Jalo Aatos Fred

Personal information
- Born: 11 April 1917 Pori, Finland
- Died: 10 April 2003 (aged 85)

Chess career
- Country: Finland

= Jalo Aatos Fred =

Finnish chess player

Jalo Aatos Fred (11 April 1917 – 10 April 2003) was a Finnish chess player, two-time Finnish Chess Championship winner (1947, 1955) and Chess Olympiad individual bronze medal winner (1964).

==Biography==
From the late 1940s to the early 1960s, Fred was one of Finland's leading chess players. In Finnish Chess Championships he has won two gold (1947, 1955), silver (1961) and three bronze (1951, 1953, 1960) medals.

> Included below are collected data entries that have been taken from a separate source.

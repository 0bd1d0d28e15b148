use std::net::{IpAddr, SocketAddr, TcpListener};
use std::sync::Arc;

use anyhow::Result;
use axum::extract::DefaultBodyLimit;
use axum::routing::{get, post};
use axum::Router;
use tower_http::trace::TraceLayer;
use tracing::{info, warn};

use crate::web::api::{download_video, get_status, get_video, upload_video};
use crate::web::AppState;

/// Upload size cap; large enough for the short clips this service is for.
const MAX_UPLOAD_BYTES: usize = 512 * 1024 * 1024;

pub fn build_router(state: Arc<AppState>) -> Router {
    Router::new()
        .route("/api/upload", post(upload_video))
        .route("/api/status/:job_id", get(get_status))
        .route("/api/video/:job_id", get(get_video))
        .route("/api/download/:job_id", get(download_video))
        .layer(DefaultBodyLimit::max(MAX_UPLOAD_BYTES))
        .layer(TraceLayer::new_for_http())
        .with_state(state)
}

pub async fn run_server(host: IpAddr, port: u16, state: Arc<AppState>) -> Result<()> {
    let mut current_port = port;
    let listener = loop {
        let addr = SocketAddr::new(host, current_port);
        match TcpListener::bind(addr) {
            Ok(listener) => {
                listener.set_nonblocking(true)?;
                info!("Successfully bound to {}", addr);
                break listener;
            }
            Err(e) => {
                warn!("Failed to bind to {}: {}. Trying next port...", addr, e);
                current_port += 1;
                if current_port == 0 {
                    return Err(anyhow::anyhow!("No available ports found"));
                }
            }
        }
    };

    let app = build_router(state);

    let tokio_listener = tokio::net::TcpListener::from_std(listener)?;
    info!(
        "Promptmask server started on http://{:?}",
        tokio_listener.local_addr()?
    );

    axum::serve(tokio_listener, app).await?;

    Ok(())
}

Fred played for Finland in the Chess Olympiads:
- In 1952, at reserve board in the 10th Chess Olympiad in Helsinki (+2, =5, -3),
- In 1954, at fourth reserve board in the 11th Chess Olympiad in Amsterdam (+2, =11, -3),
- In 1956, at fourth board in the 12th Chess Olympiad in Moscow (+4, =6, -5),
- In 1958, at fourth board in the 13th Chess Olympiad in Munich (+2, =8, -4),
- In 1960, at reserve board in the 14th Chess Olympiad in Leipzig (+3, =7, -4),
- In 1962, at second reserve board in the 15th Chess Olympiad in Varna (+3, =4, -2),
- In 1964, at third board in the 16th Chess Olympiad in Tel Aviv (+8, =6, -2) and won individual bronze medal.